» WHAT IS NEEDED: Check every line below for the word "failed" and copy the ones that have it.

» GIVEN DATA:
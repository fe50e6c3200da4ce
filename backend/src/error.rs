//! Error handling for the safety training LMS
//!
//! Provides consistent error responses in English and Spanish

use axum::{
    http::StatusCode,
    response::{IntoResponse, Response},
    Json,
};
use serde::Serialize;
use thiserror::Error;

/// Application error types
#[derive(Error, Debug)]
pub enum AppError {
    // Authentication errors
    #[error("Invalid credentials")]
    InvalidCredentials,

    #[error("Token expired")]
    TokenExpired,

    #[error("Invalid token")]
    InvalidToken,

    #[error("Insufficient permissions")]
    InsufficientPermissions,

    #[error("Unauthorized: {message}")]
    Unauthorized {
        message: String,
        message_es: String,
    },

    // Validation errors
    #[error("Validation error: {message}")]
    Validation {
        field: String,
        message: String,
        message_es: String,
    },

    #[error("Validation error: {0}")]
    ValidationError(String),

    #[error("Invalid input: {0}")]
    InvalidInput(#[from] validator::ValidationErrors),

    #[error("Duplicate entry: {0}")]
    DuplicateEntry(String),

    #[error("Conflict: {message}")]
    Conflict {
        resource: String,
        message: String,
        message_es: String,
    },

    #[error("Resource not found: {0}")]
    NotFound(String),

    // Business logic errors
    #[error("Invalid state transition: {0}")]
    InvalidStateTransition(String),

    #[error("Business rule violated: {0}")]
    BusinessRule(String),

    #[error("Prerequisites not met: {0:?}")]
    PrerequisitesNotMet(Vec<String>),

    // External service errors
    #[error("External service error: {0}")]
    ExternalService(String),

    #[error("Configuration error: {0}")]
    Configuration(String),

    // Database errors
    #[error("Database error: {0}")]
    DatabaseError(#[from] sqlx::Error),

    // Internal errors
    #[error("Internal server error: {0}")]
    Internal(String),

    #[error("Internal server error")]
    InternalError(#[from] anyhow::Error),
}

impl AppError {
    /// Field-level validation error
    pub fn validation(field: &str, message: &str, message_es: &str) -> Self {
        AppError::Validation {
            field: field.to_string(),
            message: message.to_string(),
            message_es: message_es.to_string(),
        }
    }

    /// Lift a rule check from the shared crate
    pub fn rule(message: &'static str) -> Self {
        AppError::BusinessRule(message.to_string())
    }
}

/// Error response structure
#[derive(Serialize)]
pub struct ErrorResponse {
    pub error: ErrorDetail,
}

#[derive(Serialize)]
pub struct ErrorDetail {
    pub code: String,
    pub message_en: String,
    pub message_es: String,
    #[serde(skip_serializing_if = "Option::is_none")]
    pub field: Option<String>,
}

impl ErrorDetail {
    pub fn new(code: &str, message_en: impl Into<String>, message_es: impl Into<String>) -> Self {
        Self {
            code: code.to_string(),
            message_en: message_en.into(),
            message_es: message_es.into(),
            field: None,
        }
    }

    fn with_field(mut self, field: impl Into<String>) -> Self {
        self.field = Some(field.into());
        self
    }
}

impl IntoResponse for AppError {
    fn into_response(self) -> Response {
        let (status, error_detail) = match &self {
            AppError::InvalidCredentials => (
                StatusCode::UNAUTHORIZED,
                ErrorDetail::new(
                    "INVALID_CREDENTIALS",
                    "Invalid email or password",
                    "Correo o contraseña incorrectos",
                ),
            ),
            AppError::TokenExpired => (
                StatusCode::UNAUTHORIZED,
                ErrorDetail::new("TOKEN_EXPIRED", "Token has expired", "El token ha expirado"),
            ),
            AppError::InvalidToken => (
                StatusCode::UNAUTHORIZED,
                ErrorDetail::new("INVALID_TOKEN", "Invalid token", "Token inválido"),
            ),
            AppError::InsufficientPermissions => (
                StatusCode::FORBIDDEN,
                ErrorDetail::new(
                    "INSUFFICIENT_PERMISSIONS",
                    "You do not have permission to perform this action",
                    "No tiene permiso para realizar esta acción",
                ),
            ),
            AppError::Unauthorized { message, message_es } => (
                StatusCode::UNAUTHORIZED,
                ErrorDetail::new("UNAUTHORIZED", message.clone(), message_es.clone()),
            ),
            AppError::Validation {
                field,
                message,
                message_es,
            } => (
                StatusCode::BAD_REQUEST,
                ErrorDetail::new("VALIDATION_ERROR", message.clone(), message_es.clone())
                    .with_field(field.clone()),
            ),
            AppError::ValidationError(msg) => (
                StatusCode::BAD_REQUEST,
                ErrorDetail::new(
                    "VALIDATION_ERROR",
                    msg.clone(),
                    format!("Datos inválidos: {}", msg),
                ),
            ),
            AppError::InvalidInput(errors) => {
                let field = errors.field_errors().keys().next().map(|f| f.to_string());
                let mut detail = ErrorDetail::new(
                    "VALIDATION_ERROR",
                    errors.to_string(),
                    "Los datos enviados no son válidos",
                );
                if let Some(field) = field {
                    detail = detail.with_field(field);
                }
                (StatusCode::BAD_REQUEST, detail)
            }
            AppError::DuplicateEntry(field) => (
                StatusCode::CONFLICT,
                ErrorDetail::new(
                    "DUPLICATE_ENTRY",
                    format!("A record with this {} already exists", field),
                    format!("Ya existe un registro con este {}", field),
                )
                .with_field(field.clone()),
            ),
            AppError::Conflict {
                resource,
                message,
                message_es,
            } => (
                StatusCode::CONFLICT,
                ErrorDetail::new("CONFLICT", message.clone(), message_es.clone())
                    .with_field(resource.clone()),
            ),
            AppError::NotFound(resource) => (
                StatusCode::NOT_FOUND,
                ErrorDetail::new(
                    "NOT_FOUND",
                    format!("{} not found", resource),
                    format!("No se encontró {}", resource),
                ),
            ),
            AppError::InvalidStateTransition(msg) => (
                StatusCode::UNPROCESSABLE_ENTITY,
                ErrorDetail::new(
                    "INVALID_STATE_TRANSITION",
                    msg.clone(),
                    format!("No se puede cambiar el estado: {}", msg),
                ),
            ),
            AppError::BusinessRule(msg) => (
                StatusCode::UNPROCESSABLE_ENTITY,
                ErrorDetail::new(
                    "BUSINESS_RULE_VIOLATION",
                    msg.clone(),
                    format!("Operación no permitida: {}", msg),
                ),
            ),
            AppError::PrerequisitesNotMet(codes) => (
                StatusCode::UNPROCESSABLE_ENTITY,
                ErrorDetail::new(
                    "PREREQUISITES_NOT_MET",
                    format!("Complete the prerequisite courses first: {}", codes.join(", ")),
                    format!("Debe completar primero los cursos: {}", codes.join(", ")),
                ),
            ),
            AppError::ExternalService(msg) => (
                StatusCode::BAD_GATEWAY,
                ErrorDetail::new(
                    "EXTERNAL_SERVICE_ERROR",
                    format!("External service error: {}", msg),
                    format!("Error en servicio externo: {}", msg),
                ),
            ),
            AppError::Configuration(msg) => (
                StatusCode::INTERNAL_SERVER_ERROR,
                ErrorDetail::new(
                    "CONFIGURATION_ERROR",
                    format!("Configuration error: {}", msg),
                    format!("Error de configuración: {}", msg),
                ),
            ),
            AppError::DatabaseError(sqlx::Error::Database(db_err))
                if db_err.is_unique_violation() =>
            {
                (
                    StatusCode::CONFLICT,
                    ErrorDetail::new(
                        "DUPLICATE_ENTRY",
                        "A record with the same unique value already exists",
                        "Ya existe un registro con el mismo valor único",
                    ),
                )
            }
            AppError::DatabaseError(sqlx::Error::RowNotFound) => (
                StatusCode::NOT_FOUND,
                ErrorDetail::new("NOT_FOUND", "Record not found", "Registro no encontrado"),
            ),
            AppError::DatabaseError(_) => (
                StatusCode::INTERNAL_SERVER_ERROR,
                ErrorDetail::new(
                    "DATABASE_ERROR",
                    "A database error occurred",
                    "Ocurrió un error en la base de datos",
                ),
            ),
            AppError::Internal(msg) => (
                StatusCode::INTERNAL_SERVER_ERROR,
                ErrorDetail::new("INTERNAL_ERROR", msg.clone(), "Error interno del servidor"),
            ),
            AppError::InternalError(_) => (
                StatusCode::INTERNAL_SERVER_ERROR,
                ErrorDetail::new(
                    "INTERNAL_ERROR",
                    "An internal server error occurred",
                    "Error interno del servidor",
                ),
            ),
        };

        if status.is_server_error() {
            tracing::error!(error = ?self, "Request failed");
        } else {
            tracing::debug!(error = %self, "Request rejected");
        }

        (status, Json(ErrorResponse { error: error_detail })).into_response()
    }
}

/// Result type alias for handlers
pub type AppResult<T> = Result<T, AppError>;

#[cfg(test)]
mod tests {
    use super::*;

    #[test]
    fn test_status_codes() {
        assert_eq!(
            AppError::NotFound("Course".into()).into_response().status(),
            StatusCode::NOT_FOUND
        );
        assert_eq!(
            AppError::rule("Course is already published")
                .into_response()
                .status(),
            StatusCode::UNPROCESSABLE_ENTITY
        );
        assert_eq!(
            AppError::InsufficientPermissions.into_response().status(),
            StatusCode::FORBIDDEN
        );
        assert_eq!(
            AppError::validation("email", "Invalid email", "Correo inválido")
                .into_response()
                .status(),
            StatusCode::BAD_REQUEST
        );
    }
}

...

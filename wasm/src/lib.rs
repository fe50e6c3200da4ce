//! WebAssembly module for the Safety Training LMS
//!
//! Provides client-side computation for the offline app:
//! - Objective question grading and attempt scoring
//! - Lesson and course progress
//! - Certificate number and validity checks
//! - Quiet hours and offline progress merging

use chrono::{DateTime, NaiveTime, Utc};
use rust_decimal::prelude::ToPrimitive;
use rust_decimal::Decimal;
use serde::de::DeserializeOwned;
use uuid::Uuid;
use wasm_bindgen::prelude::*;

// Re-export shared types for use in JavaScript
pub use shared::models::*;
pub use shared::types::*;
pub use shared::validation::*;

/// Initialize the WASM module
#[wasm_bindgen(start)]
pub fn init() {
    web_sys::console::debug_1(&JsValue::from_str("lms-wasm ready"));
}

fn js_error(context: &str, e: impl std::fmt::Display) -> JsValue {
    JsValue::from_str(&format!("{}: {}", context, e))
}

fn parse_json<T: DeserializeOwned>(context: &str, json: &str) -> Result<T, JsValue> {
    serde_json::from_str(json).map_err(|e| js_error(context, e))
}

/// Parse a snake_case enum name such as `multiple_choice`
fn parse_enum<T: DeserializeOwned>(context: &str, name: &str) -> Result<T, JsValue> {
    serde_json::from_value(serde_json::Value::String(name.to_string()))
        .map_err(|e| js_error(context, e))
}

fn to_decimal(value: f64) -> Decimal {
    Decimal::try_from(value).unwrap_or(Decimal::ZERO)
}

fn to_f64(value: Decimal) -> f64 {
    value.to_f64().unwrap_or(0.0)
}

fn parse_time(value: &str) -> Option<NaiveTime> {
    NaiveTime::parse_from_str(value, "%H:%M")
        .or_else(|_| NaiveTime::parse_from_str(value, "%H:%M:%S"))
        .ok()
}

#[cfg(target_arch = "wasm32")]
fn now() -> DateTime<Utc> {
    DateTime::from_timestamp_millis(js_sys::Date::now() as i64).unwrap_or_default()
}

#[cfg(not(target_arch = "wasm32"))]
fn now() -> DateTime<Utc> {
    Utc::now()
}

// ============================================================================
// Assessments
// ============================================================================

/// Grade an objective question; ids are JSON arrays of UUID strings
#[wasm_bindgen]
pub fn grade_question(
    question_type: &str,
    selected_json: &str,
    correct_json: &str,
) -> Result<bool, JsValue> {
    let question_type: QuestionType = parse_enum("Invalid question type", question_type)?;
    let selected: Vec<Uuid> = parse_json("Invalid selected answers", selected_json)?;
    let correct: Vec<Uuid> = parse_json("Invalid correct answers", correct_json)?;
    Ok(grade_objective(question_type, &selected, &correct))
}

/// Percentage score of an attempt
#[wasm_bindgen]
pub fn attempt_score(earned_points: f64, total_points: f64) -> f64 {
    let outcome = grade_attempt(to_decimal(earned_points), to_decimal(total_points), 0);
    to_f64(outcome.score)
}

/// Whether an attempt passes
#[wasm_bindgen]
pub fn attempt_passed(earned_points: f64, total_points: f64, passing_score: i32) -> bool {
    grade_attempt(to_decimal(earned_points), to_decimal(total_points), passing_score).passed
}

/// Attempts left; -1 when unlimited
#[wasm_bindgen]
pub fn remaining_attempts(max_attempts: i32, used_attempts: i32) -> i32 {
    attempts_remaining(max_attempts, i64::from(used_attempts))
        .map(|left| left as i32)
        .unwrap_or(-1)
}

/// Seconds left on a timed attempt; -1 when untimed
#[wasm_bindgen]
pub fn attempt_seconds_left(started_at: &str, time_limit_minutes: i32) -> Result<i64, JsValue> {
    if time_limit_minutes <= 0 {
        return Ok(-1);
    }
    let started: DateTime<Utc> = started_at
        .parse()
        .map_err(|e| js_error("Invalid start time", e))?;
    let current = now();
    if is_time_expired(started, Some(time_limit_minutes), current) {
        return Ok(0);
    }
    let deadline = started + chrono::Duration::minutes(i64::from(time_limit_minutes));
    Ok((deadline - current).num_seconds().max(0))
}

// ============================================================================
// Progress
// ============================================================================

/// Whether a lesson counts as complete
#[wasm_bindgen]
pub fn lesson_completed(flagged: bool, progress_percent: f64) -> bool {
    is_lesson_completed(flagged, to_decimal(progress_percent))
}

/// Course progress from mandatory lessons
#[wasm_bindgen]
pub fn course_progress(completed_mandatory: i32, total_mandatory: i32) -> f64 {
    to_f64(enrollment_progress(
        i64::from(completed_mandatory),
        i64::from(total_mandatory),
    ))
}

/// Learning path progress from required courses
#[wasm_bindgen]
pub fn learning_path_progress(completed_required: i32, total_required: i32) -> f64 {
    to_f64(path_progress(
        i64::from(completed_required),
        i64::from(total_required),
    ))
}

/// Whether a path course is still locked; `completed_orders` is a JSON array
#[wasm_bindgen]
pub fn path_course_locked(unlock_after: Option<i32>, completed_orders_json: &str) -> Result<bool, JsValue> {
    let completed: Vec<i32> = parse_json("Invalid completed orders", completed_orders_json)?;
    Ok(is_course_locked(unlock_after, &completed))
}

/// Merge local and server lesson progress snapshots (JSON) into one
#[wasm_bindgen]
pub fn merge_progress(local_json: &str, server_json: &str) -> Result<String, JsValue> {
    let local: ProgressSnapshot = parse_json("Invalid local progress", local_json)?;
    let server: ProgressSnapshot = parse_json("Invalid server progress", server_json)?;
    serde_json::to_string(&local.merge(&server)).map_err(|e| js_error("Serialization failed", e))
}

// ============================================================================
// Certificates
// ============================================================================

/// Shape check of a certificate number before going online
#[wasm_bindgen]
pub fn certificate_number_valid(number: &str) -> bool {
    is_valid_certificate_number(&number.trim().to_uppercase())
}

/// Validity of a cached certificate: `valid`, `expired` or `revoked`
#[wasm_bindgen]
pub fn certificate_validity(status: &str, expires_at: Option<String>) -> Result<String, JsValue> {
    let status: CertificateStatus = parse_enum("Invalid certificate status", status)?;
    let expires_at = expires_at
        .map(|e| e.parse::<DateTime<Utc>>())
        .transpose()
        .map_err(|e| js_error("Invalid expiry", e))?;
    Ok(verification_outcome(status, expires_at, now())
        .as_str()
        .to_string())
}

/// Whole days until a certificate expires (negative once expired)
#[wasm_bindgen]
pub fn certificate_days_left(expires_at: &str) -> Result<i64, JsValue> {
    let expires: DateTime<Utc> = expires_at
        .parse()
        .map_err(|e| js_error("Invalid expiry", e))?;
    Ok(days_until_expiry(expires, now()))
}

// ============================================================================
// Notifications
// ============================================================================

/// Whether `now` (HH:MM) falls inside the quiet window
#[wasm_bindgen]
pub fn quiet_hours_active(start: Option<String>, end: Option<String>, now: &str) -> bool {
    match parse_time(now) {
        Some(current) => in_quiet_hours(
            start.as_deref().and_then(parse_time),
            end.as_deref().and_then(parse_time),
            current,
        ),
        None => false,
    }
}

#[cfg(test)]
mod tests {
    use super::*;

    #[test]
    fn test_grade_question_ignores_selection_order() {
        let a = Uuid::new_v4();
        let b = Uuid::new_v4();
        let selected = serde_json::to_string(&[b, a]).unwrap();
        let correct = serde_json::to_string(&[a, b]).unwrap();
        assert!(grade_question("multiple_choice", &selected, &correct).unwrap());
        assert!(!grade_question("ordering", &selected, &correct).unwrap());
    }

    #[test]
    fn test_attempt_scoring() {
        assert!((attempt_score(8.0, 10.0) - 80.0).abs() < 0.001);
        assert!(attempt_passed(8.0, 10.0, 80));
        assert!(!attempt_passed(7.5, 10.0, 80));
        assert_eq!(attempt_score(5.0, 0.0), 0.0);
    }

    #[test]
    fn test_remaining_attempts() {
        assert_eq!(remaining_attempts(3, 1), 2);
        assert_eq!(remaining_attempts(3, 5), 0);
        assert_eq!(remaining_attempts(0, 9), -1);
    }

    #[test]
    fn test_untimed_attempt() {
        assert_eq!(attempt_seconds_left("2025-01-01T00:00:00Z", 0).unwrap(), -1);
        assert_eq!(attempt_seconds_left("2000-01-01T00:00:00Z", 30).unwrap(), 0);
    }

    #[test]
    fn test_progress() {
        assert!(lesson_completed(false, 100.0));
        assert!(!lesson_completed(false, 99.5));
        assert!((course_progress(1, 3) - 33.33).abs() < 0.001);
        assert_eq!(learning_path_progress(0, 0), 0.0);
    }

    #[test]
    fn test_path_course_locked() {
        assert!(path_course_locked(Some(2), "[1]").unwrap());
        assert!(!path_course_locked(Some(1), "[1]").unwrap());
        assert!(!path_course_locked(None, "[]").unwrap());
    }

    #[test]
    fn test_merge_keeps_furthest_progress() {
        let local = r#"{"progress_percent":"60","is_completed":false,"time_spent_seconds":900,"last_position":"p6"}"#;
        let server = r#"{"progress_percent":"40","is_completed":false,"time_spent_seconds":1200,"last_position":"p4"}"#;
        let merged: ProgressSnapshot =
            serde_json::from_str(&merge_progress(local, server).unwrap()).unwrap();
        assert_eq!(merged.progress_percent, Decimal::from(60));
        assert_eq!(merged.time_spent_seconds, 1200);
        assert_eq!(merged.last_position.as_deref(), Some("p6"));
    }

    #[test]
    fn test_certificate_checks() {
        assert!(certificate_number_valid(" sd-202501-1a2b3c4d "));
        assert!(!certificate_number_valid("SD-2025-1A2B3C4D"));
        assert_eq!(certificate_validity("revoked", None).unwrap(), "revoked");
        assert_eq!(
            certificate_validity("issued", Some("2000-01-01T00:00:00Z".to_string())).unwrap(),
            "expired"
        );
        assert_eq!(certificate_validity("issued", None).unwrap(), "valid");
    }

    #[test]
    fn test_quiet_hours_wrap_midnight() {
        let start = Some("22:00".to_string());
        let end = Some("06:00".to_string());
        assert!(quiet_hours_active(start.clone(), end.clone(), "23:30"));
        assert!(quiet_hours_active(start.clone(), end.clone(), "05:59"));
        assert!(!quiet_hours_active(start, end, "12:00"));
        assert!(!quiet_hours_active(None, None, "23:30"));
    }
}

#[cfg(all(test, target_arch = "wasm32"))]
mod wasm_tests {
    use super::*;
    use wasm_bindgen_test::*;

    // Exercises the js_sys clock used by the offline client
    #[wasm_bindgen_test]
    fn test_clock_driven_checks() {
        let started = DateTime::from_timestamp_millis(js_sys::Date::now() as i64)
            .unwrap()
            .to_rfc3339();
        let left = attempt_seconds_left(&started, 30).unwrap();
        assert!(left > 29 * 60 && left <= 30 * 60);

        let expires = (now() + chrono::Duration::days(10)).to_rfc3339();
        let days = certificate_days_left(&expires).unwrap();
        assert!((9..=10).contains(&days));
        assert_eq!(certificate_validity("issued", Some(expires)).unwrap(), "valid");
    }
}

...

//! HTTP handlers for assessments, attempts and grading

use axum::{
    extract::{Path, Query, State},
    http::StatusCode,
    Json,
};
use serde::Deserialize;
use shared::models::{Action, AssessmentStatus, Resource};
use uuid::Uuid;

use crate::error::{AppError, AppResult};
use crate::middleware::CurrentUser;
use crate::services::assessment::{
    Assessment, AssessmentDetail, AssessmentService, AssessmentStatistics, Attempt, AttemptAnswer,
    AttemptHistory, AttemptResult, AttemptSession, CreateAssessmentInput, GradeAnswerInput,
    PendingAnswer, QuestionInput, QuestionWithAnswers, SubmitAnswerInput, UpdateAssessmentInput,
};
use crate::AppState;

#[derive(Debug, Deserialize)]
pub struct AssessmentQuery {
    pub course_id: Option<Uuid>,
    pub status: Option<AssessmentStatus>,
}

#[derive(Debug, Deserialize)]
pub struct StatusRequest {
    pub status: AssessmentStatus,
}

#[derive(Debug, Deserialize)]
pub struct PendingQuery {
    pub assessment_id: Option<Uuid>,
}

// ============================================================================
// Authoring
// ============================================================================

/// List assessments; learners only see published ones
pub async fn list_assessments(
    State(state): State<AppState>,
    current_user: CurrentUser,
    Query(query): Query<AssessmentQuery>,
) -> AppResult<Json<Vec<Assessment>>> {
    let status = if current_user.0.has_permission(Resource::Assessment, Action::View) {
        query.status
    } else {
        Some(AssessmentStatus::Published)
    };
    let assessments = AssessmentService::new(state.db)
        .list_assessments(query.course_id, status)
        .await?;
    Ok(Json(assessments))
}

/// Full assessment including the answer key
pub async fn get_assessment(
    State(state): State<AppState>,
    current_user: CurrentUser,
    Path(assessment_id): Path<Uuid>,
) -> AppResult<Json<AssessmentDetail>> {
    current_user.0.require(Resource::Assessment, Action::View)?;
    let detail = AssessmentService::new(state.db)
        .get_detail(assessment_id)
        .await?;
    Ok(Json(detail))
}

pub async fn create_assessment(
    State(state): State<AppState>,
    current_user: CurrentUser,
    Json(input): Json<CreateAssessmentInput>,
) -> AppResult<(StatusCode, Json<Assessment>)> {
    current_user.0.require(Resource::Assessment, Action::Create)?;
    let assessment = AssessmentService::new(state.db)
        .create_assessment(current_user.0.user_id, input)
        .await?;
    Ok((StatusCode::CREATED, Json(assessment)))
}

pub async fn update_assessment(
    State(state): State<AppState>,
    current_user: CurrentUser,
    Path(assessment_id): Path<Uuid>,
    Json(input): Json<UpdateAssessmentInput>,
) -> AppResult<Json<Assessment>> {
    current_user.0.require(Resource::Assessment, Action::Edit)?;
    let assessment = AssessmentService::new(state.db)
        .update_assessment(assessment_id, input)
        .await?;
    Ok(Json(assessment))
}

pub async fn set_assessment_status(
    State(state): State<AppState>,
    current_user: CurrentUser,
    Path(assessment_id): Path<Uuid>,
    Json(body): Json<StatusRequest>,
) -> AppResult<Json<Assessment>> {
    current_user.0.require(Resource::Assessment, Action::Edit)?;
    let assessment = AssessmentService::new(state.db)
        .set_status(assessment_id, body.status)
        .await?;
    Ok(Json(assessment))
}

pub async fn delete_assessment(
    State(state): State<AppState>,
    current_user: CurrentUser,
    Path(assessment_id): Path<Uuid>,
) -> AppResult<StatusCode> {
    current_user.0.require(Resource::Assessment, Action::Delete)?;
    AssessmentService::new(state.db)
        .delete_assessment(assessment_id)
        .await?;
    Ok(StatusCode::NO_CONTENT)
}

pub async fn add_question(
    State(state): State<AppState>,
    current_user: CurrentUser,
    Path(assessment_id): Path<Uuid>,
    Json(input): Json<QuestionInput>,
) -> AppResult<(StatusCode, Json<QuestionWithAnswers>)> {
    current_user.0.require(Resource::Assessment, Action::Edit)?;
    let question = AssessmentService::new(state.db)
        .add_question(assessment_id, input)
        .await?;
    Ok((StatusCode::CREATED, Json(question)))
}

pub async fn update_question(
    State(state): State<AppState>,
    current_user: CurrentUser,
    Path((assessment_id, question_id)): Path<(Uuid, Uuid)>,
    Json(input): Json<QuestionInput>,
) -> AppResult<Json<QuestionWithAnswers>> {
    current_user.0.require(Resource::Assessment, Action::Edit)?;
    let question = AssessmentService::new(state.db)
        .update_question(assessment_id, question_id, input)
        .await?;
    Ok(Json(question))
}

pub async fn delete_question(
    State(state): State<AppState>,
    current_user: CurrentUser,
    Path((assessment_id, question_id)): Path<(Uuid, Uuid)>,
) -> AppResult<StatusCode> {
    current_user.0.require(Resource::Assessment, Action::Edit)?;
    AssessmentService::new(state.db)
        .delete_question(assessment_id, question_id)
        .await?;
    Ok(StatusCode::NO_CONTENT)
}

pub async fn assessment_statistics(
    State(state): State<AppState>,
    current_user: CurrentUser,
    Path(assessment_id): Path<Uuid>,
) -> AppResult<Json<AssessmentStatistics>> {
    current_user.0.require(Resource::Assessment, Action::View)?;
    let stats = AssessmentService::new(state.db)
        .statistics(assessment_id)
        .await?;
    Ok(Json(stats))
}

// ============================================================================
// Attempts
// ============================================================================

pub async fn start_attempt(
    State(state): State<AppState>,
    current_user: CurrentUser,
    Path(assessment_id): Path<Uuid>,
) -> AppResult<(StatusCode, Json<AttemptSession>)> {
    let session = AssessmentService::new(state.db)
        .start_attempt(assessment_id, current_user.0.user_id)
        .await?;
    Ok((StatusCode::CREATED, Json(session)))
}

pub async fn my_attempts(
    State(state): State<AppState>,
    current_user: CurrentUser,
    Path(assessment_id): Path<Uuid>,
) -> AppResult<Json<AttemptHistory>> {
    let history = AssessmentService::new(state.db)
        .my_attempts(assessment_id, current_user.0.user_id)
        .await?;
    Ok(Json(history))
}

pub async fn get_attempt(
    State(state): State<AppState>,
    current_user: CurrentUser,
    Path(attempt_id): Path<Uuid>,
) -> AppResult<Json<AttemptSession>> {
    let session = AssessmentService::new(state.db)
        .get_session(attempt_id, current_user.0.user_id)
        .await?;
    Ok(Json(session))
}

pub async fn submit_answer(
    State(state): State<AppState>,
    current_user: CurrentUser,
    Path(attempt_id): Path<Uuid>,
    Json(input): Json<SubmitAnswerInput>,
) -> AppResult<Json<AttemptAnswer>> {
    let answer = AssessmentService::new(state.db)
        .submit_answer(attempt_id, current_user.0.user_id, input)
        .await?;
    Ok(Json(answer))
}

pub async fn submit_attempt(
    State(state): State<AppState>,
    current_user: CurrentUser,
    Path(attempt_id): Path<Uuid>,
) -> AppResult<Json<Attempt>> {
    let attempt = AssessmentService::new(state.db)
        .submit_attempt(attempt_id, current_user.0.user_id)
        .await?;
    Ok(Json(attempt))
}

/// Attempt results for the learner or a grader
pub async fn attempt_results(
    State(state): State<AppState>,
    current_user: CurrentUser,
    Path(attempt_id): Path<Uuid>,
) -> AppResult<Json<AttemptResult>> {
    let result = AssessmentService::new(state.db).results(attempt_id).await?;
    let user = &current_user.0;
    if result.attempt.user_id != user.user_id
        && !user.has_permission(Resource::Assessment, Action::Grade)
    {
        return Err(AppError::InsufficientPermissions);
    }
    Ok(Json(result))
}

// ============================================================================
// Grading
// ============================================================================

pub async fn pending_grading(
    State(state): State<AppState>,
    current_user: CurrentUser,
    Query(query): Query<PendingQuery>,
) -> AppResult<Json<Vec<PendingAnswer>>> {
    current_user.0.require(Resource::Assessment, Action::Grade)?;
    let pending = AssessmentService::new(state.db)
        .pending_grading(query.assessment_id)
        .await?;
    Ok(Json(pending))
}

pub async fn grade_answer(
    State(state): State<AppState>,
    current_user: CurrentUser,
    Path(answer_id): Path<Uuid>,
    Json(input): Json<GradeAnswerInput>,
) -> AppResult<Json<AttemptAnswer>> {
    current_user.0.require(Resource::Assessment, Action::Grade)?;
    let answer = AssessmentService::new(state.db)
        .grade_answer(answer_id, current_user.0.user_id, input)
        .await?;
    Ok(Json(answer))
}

» TASK RESPONSE:
            tracing::error!(error = ?self, "Request failed");
    serde_json::to_string(&local.merge(&server)).map_err(|e| js_error("Serialization failed", e))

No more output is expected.